> [Problem description]: Only the lines with the string "Parsing" are needed; return each of them from the entries below.

Saved data entries

:::

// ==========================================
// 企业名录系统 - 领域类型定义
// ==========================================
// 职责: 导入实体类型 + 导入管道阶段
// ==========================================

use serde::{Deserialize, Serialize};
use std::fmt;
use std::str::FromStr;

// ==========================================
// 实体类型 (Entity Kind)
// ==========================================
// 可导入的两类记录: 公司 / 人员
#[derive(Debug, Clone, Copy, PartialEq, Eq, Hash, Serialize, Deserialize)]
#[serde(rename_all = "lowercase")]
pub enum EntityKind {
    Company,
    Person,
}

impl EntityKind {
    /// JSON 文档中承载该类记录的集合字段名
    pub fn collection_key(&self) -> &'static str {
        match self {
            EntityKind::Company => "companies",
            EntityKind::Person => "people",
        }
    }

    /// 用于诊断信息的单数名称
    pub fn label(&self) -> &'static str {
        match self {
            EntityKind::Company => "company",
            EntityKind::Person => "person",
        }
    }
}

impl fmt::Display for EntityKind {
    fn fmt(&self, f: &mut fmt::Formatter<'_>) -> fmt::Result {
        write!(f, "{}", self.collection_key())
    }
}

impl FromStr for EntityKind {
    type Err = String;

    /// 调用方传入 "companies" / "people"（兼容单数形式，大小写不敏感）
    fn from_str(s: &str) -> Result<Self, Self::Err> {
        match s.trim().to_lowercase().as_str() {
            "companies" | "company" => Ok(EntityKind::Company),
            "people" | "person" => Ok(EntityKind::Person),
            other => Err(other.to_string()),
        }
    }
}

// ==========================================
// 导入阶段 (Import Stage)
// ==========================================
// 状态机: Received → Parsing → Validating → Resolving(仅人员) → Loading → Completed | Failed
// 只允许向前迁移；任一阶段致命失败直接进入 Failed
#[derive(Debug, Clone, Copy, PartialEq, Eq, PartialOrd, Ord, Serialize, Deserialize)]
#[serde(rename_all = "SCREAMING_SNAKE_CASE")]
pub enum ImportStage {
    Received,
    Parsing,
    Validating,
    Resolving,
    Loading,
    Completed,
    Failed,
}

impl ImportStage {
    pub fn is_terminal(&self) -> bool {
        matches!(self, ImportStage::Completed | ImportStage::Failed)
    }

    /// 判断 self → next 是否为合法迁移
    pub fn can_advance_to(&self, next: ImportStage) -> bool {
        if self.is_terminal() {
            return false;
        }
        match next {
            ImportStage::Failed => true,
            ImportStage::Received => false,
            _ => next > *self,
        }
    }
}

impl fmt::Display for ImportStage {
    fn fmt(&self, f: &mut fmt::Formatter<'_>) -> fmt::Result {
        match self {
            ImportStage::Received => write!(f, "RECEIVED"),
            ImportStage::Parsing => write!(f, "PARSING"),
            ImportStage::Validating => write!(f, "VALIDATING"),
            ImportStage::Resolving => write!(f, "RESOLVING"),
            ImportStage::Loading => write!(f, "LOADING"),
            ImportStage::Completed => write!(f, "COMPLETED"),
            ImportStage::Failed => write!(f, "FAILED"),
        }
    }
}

:::

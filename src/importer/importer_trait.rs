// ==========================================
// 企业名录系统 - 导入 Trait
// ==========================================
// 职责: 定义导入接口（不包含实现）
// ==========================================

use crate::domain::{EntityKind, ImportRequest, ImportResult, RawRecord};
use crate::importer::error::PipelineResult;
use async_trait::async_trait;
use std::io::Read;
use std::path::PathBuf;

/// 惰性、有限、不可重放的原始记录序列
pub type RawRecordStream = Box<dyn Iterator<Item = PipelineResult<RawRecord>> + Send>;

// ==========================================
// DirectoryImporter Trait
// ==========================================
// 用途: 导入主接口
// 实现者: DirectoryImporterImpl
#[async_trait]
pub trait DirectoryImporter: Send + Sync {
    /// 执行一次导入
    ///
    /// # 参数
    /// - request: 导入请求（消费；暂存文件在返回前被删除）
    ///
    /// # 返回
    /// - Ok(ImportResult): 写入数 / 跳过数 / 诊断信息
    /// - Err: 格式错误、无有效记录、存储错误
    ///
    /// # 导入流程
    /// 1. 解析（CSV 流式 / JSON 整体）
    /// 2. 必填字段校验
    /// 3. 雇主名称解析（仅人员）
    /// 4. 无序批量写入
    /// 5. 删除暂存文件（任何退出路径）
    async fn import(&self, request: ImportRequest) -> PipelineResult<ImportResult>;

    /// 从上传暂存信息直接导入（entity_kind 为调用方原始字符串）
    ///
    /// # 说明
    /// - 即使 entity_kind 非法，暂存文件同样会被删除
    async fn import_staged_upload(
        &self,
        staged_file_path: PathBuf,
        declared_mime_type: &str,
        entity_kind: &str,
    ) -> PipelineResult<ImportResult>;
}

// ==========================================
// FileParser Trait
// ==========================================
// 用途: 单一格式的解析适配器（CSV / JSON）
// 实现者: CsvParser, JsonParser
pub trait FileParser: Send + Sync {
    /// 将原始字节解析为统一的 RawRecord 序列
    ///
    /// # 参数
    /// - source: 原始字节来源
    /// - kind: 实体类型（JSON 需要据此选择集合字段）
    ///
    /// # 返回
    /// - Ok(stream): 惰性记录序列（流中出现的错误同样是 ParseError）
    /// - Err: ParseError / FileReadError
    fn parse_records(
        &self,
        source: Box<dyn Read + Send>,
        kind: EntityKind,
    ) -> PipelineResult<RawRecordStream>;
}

:::

> [The completed task]:
// 状态机: Received → Parsing → Validating → Resolving(仅人员) → Loading → Completed | Failed
    Parsing,
            ImportStage::Parsing => write!(f, "PARSING"),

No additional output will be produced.